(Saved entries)
-- -- --
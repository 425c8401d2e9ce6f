use crate::extractor::{Extraction, Extractor};
use crate::rows::{group_by_sentence, AnnotationRow, Batch};
use crate::sanitize::sanitize;
use posindex_position::Position;

/// Merges consecutive same-type NER tokens into entity spans. Per the
/// resolved merge rule, tokens merge whenever `annotation_id`s are
/// consecutive integers, regardless of whether their char offsets are also
/// contiguous (upstream tokenization can insert whitespace gaps).
///
/// `DATE`-typed tokens are excluded here: they feed the `date` flavor
/// instead.
pub struct NerExtractor;

struct Entity<'a> {
    tokens: Vec<&'a AnnotationRow>,
}

impl<'a> Entity<'a> {
    /// `UPPER(type) \0 lower(text)` — the type stays uppercase, unlike every
    /// other flavor's key parts.
    fn text_key(&self) -> Vec<u8> {
        let ner_type = self.tokens[0].ner.as_deref().unwrap_or("").to_uppercase();
        let text: Vec<String> = self
            .tokens
            .iter()
            .map(|t| t.normalized_ner.clone().unwrap_or_else(|| t.token.clone()))
            .collect();
        let text = sanitize(&text.join(" ").to_lowercase());

        let mut key = ner_type.into_bytes();
        key.push(0);
        key.extend(text.into_bytes());
        key
    }

    fn position(&self) -> Position {
        let first = self.tokens[0];
        let last = *self.tokens.last().unwrap();
        Position::new(first.document_id, first.sentence_id, first.begin_char, last.end_char, first.date)
    }
}

fn entities_in_sentence(sentence: &[AnnotationRow]) -> Vec<Entity<'_>> {
    let mut entities = Vec::new();
    let mut current: Vec<&AnnotationRow> = Vec::new();

    for row in sentence {
        let Some(ner) = row.ner.as_deref().filter(|n| !n.is_empty() && *n != "O" && *n != "DATE") else {
            if !current.is_empty() {
                entities.push(Entity { tokens: std::mem::take(&mut current) });
            }
            continue;
        };

        let continues = match current.last() {
            None => false,
            Some(prev) => {
                prev.ner.as_deref() == Some(ner)
                    && matches!((prev.annotation_id, row.annotation_id), (Some(p), Some(c)) if c == p + 1)
            }
        };

        if !continues && !current.is_empty() {
            entities.push(Entity { tokens: std::mem::take(&mut current) });
        }
        current.push(row);
    }
    if !current.is_empty() {
        entities.push(Entity { tokens: current });
    }
    entities
}

impl Extractor for NerExtractor {
    fn flavor(&self) -> &'static str {
        "ner"
    }

    fn extract(&self, batch: &Batch) -> Vec<Extraction> {
        let mut out = Vec::new();
        for sentence in group_by_sentence(&batch.annotations, |r| (r.document_id, r.sentence_id)) {
            for entity in entities_in_sentence(sentence) {
                let key = entity.text_key();
                let pos = entity.position();
                out.push((key, pos));
            }
        }
        out
    }
}

#[cfg(test)]
mod tests {
    use super::*;

    fn row(doc: i32, sent: i32, b: i32, e: i32, ner: Option<&str>, id: Option<i64>) -> AnnotationRow {
        AnnotationRow {
            document_id: doc,
            sentence_id: sent,
            begin_char: b,
            end_char: e,
            date: 19723,
            token: "tok".to_string(),
            lemma: None,
            pos: None,
            ner: ner.map(String::from),
            normalized_ner: None,
            annotation_id: id,
        }
    }

    #[test]
    fn merges_consecutive_same_type_tokens() {
        let batch = Batch {
            annotations: vec![
                row(1, 1, 0, 4, Some("PERSON"), Some(10)),
                row(1, 1, 5, 9, Some("PERSON"), Some(11)),
                row(1, 1, 10, 15, Some("O"), None),
            ],
            dependencies: vec![],
        };

        let out = NerExtractor.extract(&batch);
        assert_eq!(out.len(), 1);
        assert_eq!(out[0].1.begin_char, 0);
        assert_eq!(out[0].1.end_char, 9);
    }

    #[test]
    fn non_consecutive_ids_split_entities() {
        let batch = Batch {
            annotations: vec![
                row(1, 1, 0, 4, Some("PERSON"), Some(10)),
                row(1, 1, 5, 9, Some("PERSON"), Some(15)),
            ],
            dependencies: vec![],
        };

        let out = NerExtractor.extract(&batch);
        assert_eq!(out.len(), 2);
    }

    #[test]
    fn gap_in_char_offsets_still_merges() {
        let batch = Batch {
            annotations: vec![
                row(1, 1, 0, 4, Some("ORGANIZATION"), Some(1)),
                row(1, 1, 40, 44, Some("ORGANIZATION"), Some(2)),
            ],
            dependencies: vec![],
        };

        let out = NerExtractor.extract(&batch);
        assert_eq!(out.len(), 1);
        assert_eq!(out[0].1.end_char, 44);
    }

    #[test]
    fn scenario_5_key_uppercases_type_and_lowercases_text() {
        let batch = Batch {
            annotations: vec![
                row(1, 1, 0, 4, Some("PERSON"), Some(1)),
                row(1, 1, 5, 6, Some("PERSON"), Some(2)),
                row(1, 1, 7, 13, Some("PERSON"), Some(3)),
                row(1, 1, 14, 17, Some("PERSON"), Some(4)),
            ],
            dependencies: vec![],
        };
        let out = NerExtractor.extract(&batch);
        assert_eq!(out.len(), 1);
        assert_eq!(out[0].0, b"PERSON\x00tok tok tok tok".to_vec());
    }

    #[test]
    fn date_typed_tokens_are_excluded() {
        let batch = Batch {
            annotations: vec![row(1, 1, 0, 4, Some("DATE"), Some(1))],
            dependencies: vec![],
        };
        assert!(NerExtractor.extract(&batch).is_empty());
    }
}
-- -- --
_WORK REQUIRED_
Set down exactly the lines that begin the records and continue through the line bearing "merge rule, tokens"; include both ends.

_WRITTEN RESPONSE_
repository 425c8401d2e9ce6f
use crate::extractor::{Extraction, Extractor};
use crate::rows::{group_by_sentence, AnnotationRow, Batch};
use crate::sanitize::sanitize;
use posindex_position::Position;

/// Merges consecutive same-type NER tokens into entity spans. Per the
/// resolved merge rule, tokens merge whenever `annotation_id`s are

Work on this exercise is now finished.